• _What to produce_:
Write out, word for word, only the data from its first line to the line containing "const DEFAULT_ATTACH_TIMEOUT: Duration".

• _Supplied material_:
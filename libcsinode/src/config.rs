//! Attach and wait configuration.
//!
//! [`AttachConfig`] is built once by the node agent and handed to the
//! [`AttachmentCoordinator`](crate::attacher::AttachmentCoordinator) and
//! [`InlineVolumeManager`](crate::inline::InlineVolumeManager) at
//! construction.
//!
//! Environment variables read by [`AttachConfig::from_env`]:
//! - `RKL_CSI_ATTACH_TIMEOUT_SECS`: deadline for the inline attach wait.
//!   Defaults to `120`, capped at one day.
//! - `RKL_CSI_ATTACH_POLL_INTERVAL_MS`: fixed poll interval while waiting for
//!   an attachment. Defaults to `5000`.
//! - `RKL_CSI_DEFAULT_CAPACITY_BYTES`: capacity requested when provisioning an
//!   inline volume that has no bound claim. Defaults to `0` (driver default).

use std::time::Duration;

pub const ENV_ATTACH_TIMEOUT_SECS: &str = "RKL_CSI_ATTACH_TIMEOUT_SECS";
pub const ENV_POLL_INTERVAL_MS: &str = "RKL_CSI_ATTACH_POLL_INTERVAL_MS";
pub const ENV_DEFAULT_CAPACITY_BYTES: &str = "RKL_CSI_DEFAULT_CAPACITY_BYTES";

const DEFAULT_ATTACH_TIMEOUT: Duration = Duration::from_secs(120);
const DEFAULT_POLL_INTERVAL: Duration = Duration::from_secs(5);

/// Upper bound on any attach wait, whatever the caller asks for.
pub const MAX_ATTACH_TIMEOUT: Duration = Duration::from_secs(24 * 60 * 60);

/// How the coordinator spaces out observations of an attachment record.
///
/// Both variants are bounded: `Poll` by the caller's deadline, `Backoff` by
/// its step count as well.
#[derive(Debug, Clone, Copy, PartialEq)]
pub enum WaitPolicy {
    /// Observe every `interval` until the deadline.
    Poll { interval: Duration },
    /// Start at `initial`, multiply by `factor` after each observation, give up
    /// after `steps` observations.
    Backoff {
        initial: Duration,
        factor: f64,
        steps: u32,
    },
}

impl WaitPolicy {
    /// 10s initial interval, factor 1.2, 10 steps.
    pub const fn default_backoff() -> Self {
        Self::Backoff {
            initial: Duration::from_secs(10),
            factor: 1.2,
            steps: 10,
        }
    }

    /// The sequence of sleeps between observations. `None` means the policy
    /// has run out of attempts.
    pub(crate) fn schedule(&self) -> WaitSchedule {
        WaitSchedule {
            policy: *self,
            taken: 0,
        }
    }
}

impl Default for WaitPolicy {
    fn default() -> Self {
        Self::Poll {
            interval: DEFAULT_POLL_INTERVAL,
        }
    }
}

pub(crate) struct WaitSchedule {
    policy: WaitPolicy,
    taken: u32,
}

impl Iterator for WaitSchedule {
    type Item = Duration;

    fn next(&mut self) -> Option<Duration> {
        let delay = match self.policy {
            WaitPolicy::Poll { interval } => interval,
            WaitPolicy::Backoff {
                initial,
                factor,
                steps,
            } => {
                if self.taken >= steps {
                    return None;
                }
                initial.mul_f64(factor.max(1.0).powi(self.taken as i32))
            }
        };
        self.taken = self.taken.saturating_add(1);
        Some(delay)
    }
}

/// Timeouts and defaults for node-side attach coordination.
#[derive(Debug, Clone, PartialEq)]
pub struct AttachConfig {
    /// Deadline for the inline attach wait. Always finite.
    pub attach_timeout: Duration,
    /// Spacing of observations while waiting.
    pub wait: WaitPolicy,
    /// Capacity requested when provisioning without a bound claim.
    pub default_capacity_bytes: u64,
}

impl Default for AttachConfig {
    fn default() -> Self {
        Self {
            attach_timeout: DEFAULT_ATTACH_TIMEOUT,
            wait: WaitPolicy::default(),
            default_capacity_bytes: 0,
        }
    }
}

impl AttachConfig {
    /// Build a configuration from the `RKL_CSI_*` environment variables.
    pub fn from_env() -> Self {
        Self::from_lookup(|key| std::env::var(key).ok())
    }

    /// Build a configuration from an arbitrary key lookup. Unparsable or zero
    /// durations keep their defaults so the wait is never unbounded.
    pub fn from_lookup<F>(lookup: F) -> Self
    where
        F: Fn(&str) -> Option<String>,
    {
        let mut config = Self::default();
        if let Some(secs) = parse_nonzero(&lookup, ENV_ATTACH_TIMEOUT_SECS) {
            config.attach_timeout = Duration::from_secs(secs).min(MAX_ATTACH_TIMEOUT);
        }
        if let Some(ms) = parse_nonzero(&lookup, ENV_POLL_INTERVAL_MS) {
            config.wait = WaitPolicy::Poll {
                interval: Duration::from_millis(ms),
            };
        }
        if let Some(bytes) = lookup(ENV_DEFAULT_CAPACITY_BYTES).and_then(|v| v.parse().ok()) {
            config.default_capacity_bytes = bytes;
        }
        config
    }

    pub fn with_attach_timeout(mut self, timeout: Duration) -> Self {
        self.attach_timeout = timeout;
        self
    }

    pub fn with_wait(mut self, wait: WaitPolicy) -> Self {
        self.wait = wait;
        self
    }
}

fn parse_nonzero<F>(lookup: &F, key: &str) -> Option<u64>
where
    F: Fn(&str) -> Option<String>,
{
    lookup(key)
        .and_then(|v| v.trim().parse::<u64>().ok())
        .filter(|v| *v > 0)
}

#[cfg(test)]
mod tests {
    use super::*;
    use std::collections::HashMap;

    #[test]
    fn defaults_are_bounded() {
        let config = AttachConfig::default();
        assert_eq!(config.attach_timeout, Duration::from_secs(120));
        assert_eq!(
            config.wait,
            WaitPolicy::Poll {
                interval: Duration::from_secs(5)
            }
        );
    }

    #[test]
    fn lookup_overrides_and_ignores_zero() {
        let vars = HashMap::from([
            (ENV_ATTACH_TIMEOUT_SECS, "0"),
            (ENV_POLL_INTERVAL_MS, "250"),
            (ENV_DEFAULT_CAPACITY_BYTES, "1048576"),
        ]);
        let config = AttachConfig::from_lookup(|k| vars.get(k).map(|v| v.to_string()));
        assert_eq!(config.attach_timeout, DEFAULT_ATTACH_TIMEOUT);
        assert_eq!(
            config.wait,
            WaitPolicy::Poll {
                interval: Duration::from_millis(250)
            }
        );
        assert_eq!(config.default_capacity_bytes, 1024 * 1024);
    }

    #[test]
    fn huge_timeout_is_capped() {
        let max = u64::MAX.to_string();
        let config = AttachConfig::from_lookup(|k| (k == ENV_ATTACH_TIMEOUT_SECS).then(|| max.clone()));
        assert_eq!(config.attach_timeout, MAX_ATTACH_TIMEOUT);
    }

    #[test]
    fn backoff_schedule_is_finite_and_grows() {
        let delays: Vec<_> = WaitPolicy::default_backoff().schedule().collect();
        assert_eq!(delays.len(), 10);
        assert_eq!(delays[0], Duration::from_secs(10));
        assert!((delays[1].as_secs_f64() - 12.0).abs() < 1e-6);
        assert!(delays.windows(2).all(|w| w[0] < w[1]));
    }

    #[test]
    fn poll_schedule_repeats_interval() {
        let interval = Duration::from_millis(10);
        let mut schedule = WaitPolicy::Poll { interval }.schedule();
        for _ in 0..100 {
            assert_eq!(schedule.next(), Some(interval));
        }
    }
}
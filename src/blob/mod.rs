//! Storage identifiers and blob stores for direct-upload content.
//!
//! A storage identifier has the form `<driver>://[bucket:]filename`. The
//! driver part names the store as registered at the destination (it may be
//! a configured storage id rather than the driver itself), so the local
//! driver is always taken from configuration.

mod s3;

pub use s3::S3BlobStore;

use std::path::{Path, PathBuf};
use std::time::{SystemTime, UNIX_EPOCH};

use async_trait::async_trait;
use tokio::io::{AsyncRead, AsyncWrite};
use uuid::Uuid;

use crate::config::StorageConfig;
use crate::error::{Result, SyncError};

pub type BoxedReader = Box<dyn AsyncRead + Send + Unpin>;
pub type BoxedWriter = Box<dyn AsyncWrite + Send + Unpin>;

pub const FILE_DRIVER: &str = "file";
pub const S3_DRIVER: &str = "s3";

#[derive(Debug, Clone, PartialEq, Eq)]
pub struct StorageLocation {
    pub driver: String,
    pub bucket: String,
    pub filename: String,
}

impl StorageLocation {
    /// Parse `<id>://[bucket:]filename`; anything else yields an empty filename.
    #[must_use]
    pub fn parse(storage_identifier: &str, default_driver: &str) -> Self {
        let mut bucket = String::new();
        let mut filename = String::new();
        let parts: Vec<&str> = storage_identifier.split("://").collect();
        if let [_, rest] = parts.as_slice() {
            filename = (*rest).to_string();
            let inner: Vec<&str> = rest.split(':').collect();
            if let [b, f] = inner.as_slice() {
                bucket = (*b).to_string();
                filename = (*f).to_string();
            }
        }
        Self {
            driver: default_driver.to_string(),
            bucket,
            filename,
        }
    }
}

/// Unique blob name: hex millis since epoch, dash, 6 random bytes in hex.
#[must_use]
pub fn generate_file_name() -> String {
    let millis = SystemTime::now()
        .duration_since(UNIX_EPOCH)
        .map(|d| d.as_millis())
        .unwrap_or_default();
    let uid = Uuid::new_v4();
    format!("{millis:x}-{}", hex::encode(&uid.as_bytes()[10..]))
}

#[must_use]
pub fn generate_storage_identifier(file_name: &str, storage: &StorageConfig) -> String {
    let bucket = if storage.default_driver == S3_DRIVER {
        format!("{}:", storage.s3.bucket)
    } else {
        String::new()
    };
    let storage_id = storage
        .storage_id
        .as_deref()
        .filter(|s| !s.is_empty())
        .unwrap_or(storage.default_driver.as_str());
    format!("{storage_id}://{bucket}{file_name}")
}

/// Strip the protocol from a persistent id: `doi:10.5072/FK2` → `10.5072/FK2`.
pub fn trim_protocol(persistent_id: &str) -> Result<String> {
    match persistent_id.split_once(':') {
        Some((_, rest)) => Ok(rest.to_string()),
        None => Err(SyncError::InvalidPersistentId(persistent_id.to_string())),
    }
}

/// Content store written to before a direct-upload finalize.
#[async_trait]
pub trait BlobStore: Send + Sync {
    /// Open `location` of dataset `dataset_path` for writing, truncating.
    async fn create(&self, dataset_path: &str, location: &StorageLocation) -> Result<BoxedWriter>;

    async fn open(&self, dataset_path: &str, location: &StorageLocation) -> Result<BoxedReader>;

    /// Remove a blob that will not be registered. Missing blobs are not an error.
    async fn delete(&self, dataset_path: &str, location: &StorageLocation) -> Result<()>;

    /// Filesystem path of the blob, when the store has one.
    fn local_path(&self, _dataset_path: &str, _location: &StorageLocation) -> Option<PathBuf> {
        None
    }
}

/// `file` driver: `<root>/<dataset path>/<filename>`.
pub struct FileBlobStore {
    root: PathBuf,
}

impl FileBlobStore {
    pub fn new(root: impl Into<PathBuf>) -> Self {
        Self { root: root.into() }
    }

    pub fn root(&self) -> &Path {
        &self.root
    }

    fn path(&self, dataset_path: &str, location: &StorageLocation) -> Result<PathBuf> {
        if location.filename.is_empty() || location.filename.contains('/') {
            return Err(SyncError::Destination(format!(
                "invalid blob name '{}'",
                location.filename
            )));
        }
        Ok(self.root.join(dataset_path).join(&location.filename))
    }
}

#[async_trait]
impl BlobStore for FileBlobStore {
    async fn create(&self, dataset_path: &str, location: &StorageLocation) -> Result<BoxedWriter> {
        let path = self.path(dataset_path, location)?;
        if let Some(parent) = path.parent() {
            tokio::fs::create_dir_all(parent).await?;
        }
        let file = tokio::fs::File::create(&path).await?;
        Ok(Box::new(file))
    }

    async fn open(&self, dataset_path: &str, location: &StorageLocation) -> Result<BoxedReader> {
        let file = tokio::fs::File::open(self.path(dataset_path, location)?).await?;
        Ok(Box::new(file))
    }

    async fn delete(&self, dataset_path: &str, location: &StorageLocation) -> Result<()> {
        match tokio::fs::remove_file(self.path(dataset_path, location)?).await {
            Err(e) if e.kind() != std::io::ErrorKind::NotFound => Err(e.into()),
            _ => Ok(()),
        }
    }

    fn local_path(&self, dataset_path: &str, location: &StorageLocation) -> Option<PathBuf> {
        self.path(dataset_path, location).ok()
    }
}
//! Files on a mounted filesystem: `<url>/<node id>`.

use std::path::PathBuf;

use async_trait::async_trait;

use super::{ContentStream, StreamProvider, Streams};
use crate::blob::BoxedReader;
use crate::error::{Result, SyncError};
use crate::job::StreamParams;
use crate::tree::NodeMap;

pub struct LocalStreamProvider;

struct LocalFile {
    path: PathBuf,
}

#[async_trait]
impl ContentStream for LocalFile {
    async fn open(&mut self) -> Result<BoxedReader> {
        let file = tokio::fs::File::open(&self.path).await?;
        Ok(Box::new(file))
    }
}

#[async_trait]
impl StreamProvider for LocalStreamProvider {
    async fn streams(&self, nodes: &NodeMap, params: &StreamParams) -> Result<Streams> {
        if params.url.is_empty() {
            return Err(SyncError::Config("local streams: missing parameter url".into()));
        }
        let base = PathBuf::from(params.url.trim_end_matches('/'));
        let mut streams = Streams::default();
        for (key, node) in nodes {
            let file = LocalFile { path: base.join(&node.id) };
            streams.streams.insert(key.clone(), Box::new(file));
        }
        Ok(streams)
    }
}

#[cfg(test)]
mod tests {
    use super::*;
    use crate::tree::Node;
    use tokio::io::AsyncReadExt;

    #[tokio::test]
    async fn test_reads_relative_to_url() {
        let dir = tempfile::tempdir().unwrap();
        std::fs::create_dir_all(dir.path().join("sub")).unwrap();
        std::fs::write(dir.path().join("sub/a.txt"), b"hello").unwrap();

        let mut nodes = NodeMap::new();
        nodes.insert("sub/a.txt".into(), Node::file("sub/a.txt"));
        let params = StreamParams {
            url: format!("{}/", dir.path().display()),
            ..Default::default()
        };
        let mut streams = LocalStreamProvider.streams(&nodes, &params).await.unwrap();
        let mut out = String::new();
        streams
            .take("sub/a.txt")
            .unwrap()
            .open()
            .await
            .unwrap()
            .read_to_string(&mut out)
            .await
            .unwrap();
        assert_eq!(out, "hello");
    }

    #[tokio::test]
    async fn test_missing_url() {
        let nodes = NodeMap::new();
        let res = LocalStreamProvider.streams(&nodes, &StreamParams::default()).await;
        assert!(matches!(res, Err(SyncError::Config(_))));
    }
}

• _Exercise answer_:
filename libcsinode/src/config.rs
//! Attach and wait configuration.
//!
//! [`AttachConfig`] is built once by the node agent and handed to the
//! [`AttachmentCoordinator`](crate::attacher::AttachmentCoordinator) and
//! [`InlineVolumeManager`](crate::inline::InlineVolumeManager) at
//! construction.
//!
//! Environment variables read by [`AttachConfig::from_env`]:
//! - `RKL_CSI_ATTACH_TIMEOUT_SECS`: deadline for the inline attach wait.
//!   Defaults to `120`, capped at one day.
//! - `RKL_CSI_ATTACH_POLL_INTERVAL_MS`: fixed poll interval while waiting for
//!   an attachment. Defaults to `5000`.
//! - `RKL_CSI_DEFAULT_CAPACITY_BYTES`: capacity requested when provisioning an
//!   inline volume that has no bound claim. Defaults to `0` (driver default).

use std::time::Duration;

pub const ENV_ATTACH_TIMEOUT_SECS: &str = "RKL_CSI_ATTACH_TIMEOUT_SECS";
pub const ENV_POLL_INTERVAL_MS: &str = "RKL_CSI_ATTACH_POLL_INTERVAL_MS";
pub const ENV_DEFAULT_CAPACITY_BYTES: &str = "RKL_CSI_DEFAULT_CAPACITY_BYTES";

const DEFAULT_ATTACH_TIMEOUT: Duration = Duration::from_secs(120);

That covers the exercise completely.